China says Asian nations should avoid being used as chess pieces | ASEAN News
China’s top diplomat says Southeast Asia should be ‘insulated from geopolitical calculations’ as competition between major powers increases.
Chinese Foreign Minister Wang Yi has said that Southeast Asian nations should avoid being seen as “pawns in great power competitions”.
Addressing the Association of Southeast Asian Nations (ASEAN) Secretariat in the Indonesian capital Jakarta on Monday, Mr.
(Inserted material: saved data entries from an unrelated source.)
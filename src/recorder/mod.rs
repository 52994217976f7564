//! Recording system module
//!
//! - `RecordingLifecycle` owns the capture device and the chunk buffer
//! - `RecordingArtifact` is the finalized, immutable recording

pub mod lifecycle;
pub mod state;

pub use lifecycle::{RecordingEvent, RecordingLifecycle};
pub use state::{RecordingArtifact, RecordingState, RecordingWindow};
#[tokio::test]
async fn test_unavailable_device_blocks_session() {
    let device = ManualDevice {
        missing: true,
        ..ManualDevice::default()
    };
    let synth = InstantSynth::default();
    let mut runner = SessionRunner::new(
        kyc_script(),
        Box::new(synth.clone()),
        Box::new(device),
        Box::new(WindowedDisplay::default()),
        &NarrationConfig::default(),
    );

    let err = runner.begin().unwrap_err();
    assert!(matches!(err, AppError::DeviceUnavailable(_)));
    assert!(err.is_fatal());
    assert!(synth.spoken.lock().is_empty());
    assert_eq!(runner.controller().state(), SessionState::Idle);
}

#[tokio::test]
async fn test_load_rejects_missing_script() {
    let dir = tempdir().unwrap();
    let store = FileScriptStore::new(dir.path().join("script.json"));

    let result = SessionRunner::load(
        &store,
        Box::new(InstantSynth::default()),
        Box::new(ManualDevice::default()),
        Box::new(WindowedDisplay::default()),
        &NarrationConfig::default(),
    )
    .await;

    match result {
        Err(e) => assert!(matches!(e, AppError::ScriptUnavailable(_))),
        Ok(_) => panic!("expected the session to fail loading"),
    }
}

#[tokio::test]
async fn test_loaded_script_runs_to_completion_and_submits() {
    let dir = tempdir().unwrap();
    let script_path = dir.path().join("script.json");
    std::fs::write(
        &script_path,
        json!({
            "sections": [
                {
                    "title": "Consent",
                    "script_lines": [
                        { "text": "Do you consent to this recording?" }
                    ]
                }
            ]
        })
        .to_string(),
    )
    .unwrap();

    let device = ManualDevice::default();
    let mut runner = SessionRunner::load(
        &FileScriptStore::new(&script_path),
        Box::new(InstantSynth::default()),
        Box::new(device.clone()),
        Box::new(WindowedDisplay::default()),
        &NarrationConfig::default(),
    )
    .await
    .unwrap();
    let mut notifications = runner.subscribe();
    let handle = runner.handle();

    runner.begin().unwrap();
    device.push(b"video");
    let session = tokio::spawn(runner.run());
    wait_for(&mut notifications, awaiting_advance).await;
    handle.next();
    let outcome = session.await.unwrap();
    assert_eq!(outcome.reason, TerminationReason::ScriptComplete);

    let server = MockServer::start().await;
    Mock::given(method("POST"))
        .and(path("/api/convert-to-mp4"))
        .and(body_string_contains("video"))
        .respond_with(ResponseTemplate::new(200).set_body_json(json!({
            "success": true,
            "filename": "kyc_recording_converted.mp4"
        })))
        .expect(1)
        .mount(&server)
        .await;
    Mock::given(method("POST"))
        .and(path("/api/save-metadata"))
        .and(body_partial_json(json!({
            "video_filename": "kyc_recording_converted.mp4",
            "consent_given": true
        })))
        .respond_with(ResponseTemplate::new(200).set_body_json(json!({
            "success": true,
            "file": "kyc_recording_metadata.json"
        })))
        .expect(1)
        .mount(&server)
        .await;

    let videos = dir.path().join("videos");
    let sink = FileArtifactSink::new(&videos);
    let conversion = HttpConversionSink::new(server.uri(), Duration::from_secs(5)).unwrap();
    let persistence = HttpArtifactPersistence::new(server.uri(), Duration::from_secs(5)).unwrap();
    let details = SubmissionDetails {
        file_prefix: "kyc_recording".to_string(),
        extension: "webm".to_string(),
        consent_given: true,
        ..SubmissionDetails::default()
    };

    let report = submit_outcome(
        &outcome,
        &details,
        &[&sink as &dyn ArtifactSink, &conversion],
        Some(&persistence as &dyn ArtifactPersistence),
    )
    .await;

    assert!(report.is_complete(), "{:?}", report.errors);
    assert!(report.capture_files.is_empty());
    assert_eq!(report.metadata_file.as_deref(), Some("kyc_recording_metadata.json"));
    assert_eq!(report.video_filename, "kyc_recording_converted.mp4");
    assert_eq!(report.deliveries.len(), 2);

    let local = &report.deliveries[0];
    assert!(local.filename.starts_with("kyc_recording_"));
    assert!(local.filename.ends_with(".webm"));
    assert_eq!(std::fs::read(videos.join(&local.filename)).unwrap(), b"video");
}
Wang said many countries in the region are under pressure to take sides.
“We should insulate this region from geopolitical calculations and the trap of the law of the jungle, from being used as a pawn in great power contests and from coercion,” he said, passing an interpreter.
He added: “The future of our region should be in our hands.
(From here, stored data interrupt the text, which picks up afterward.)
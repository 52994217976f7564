//! Narration: grouping script lines into utterances and speaking them

pub mod player;
pub mod unit;

pub use player::{
    Completion, CompletionCallback, CompletionRouter, NarrationPlayer, SpeechError, SpeechOutcome,
    SpeechRequest, SpeechSynthesizer, SpeechTicket,
};
pub use unit::{collect_group, compose_text, NarrationUnit, Placeholders};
Southeast Asia has long been an area of geopolitical conflict between great powers due to its strategic importance, with countries in the region now wary of being caught in the middle of US competition- China.
As tensions rise, China claims almost the entire South China Sea as its territory based on what it says are historical maps, contradicting some ASEAN countries that say the claim is inappropriate. with international law.
Wang’s speech came just days after he attended the G20 foreign ministers’ meeting in Bali and amid China’s tense diplomacy that has seen him make a series of points. stops across the region in recent weeks.
On the sidelines of the G20, Wang organized five o’clock meeting with US Secretary of State Antony Blinken and both described their first face-to-face talks since October as “frank”.
Wang said on Monday that he had told Blinken that both sides should discuss establishing rules for positive interactions and jointly upholding regionalism in the Asia Pacific.
“The core elements are to support ASEAN centrality, maintain the existing regional corporate framework, and respect each other’s legitimate rights and interests in the Asia Pacific instead of aiming at against or restrain the other,” he said.
Wang also called on ASEAN countries to oppose “fake regional cooperation that makes some countries absent” – a reference to US-led security and trade blocs that China does not participate in.
The meeting between Wang and Blinken comes amid preparations for virtual talks in the coming weeks between Chinese President Xi Jinping and President Joe Biden.
After a long period of cooling off due to the pandemic between the two countries, the heads of defense, finance and national security of the two countries have all spoken out since last month.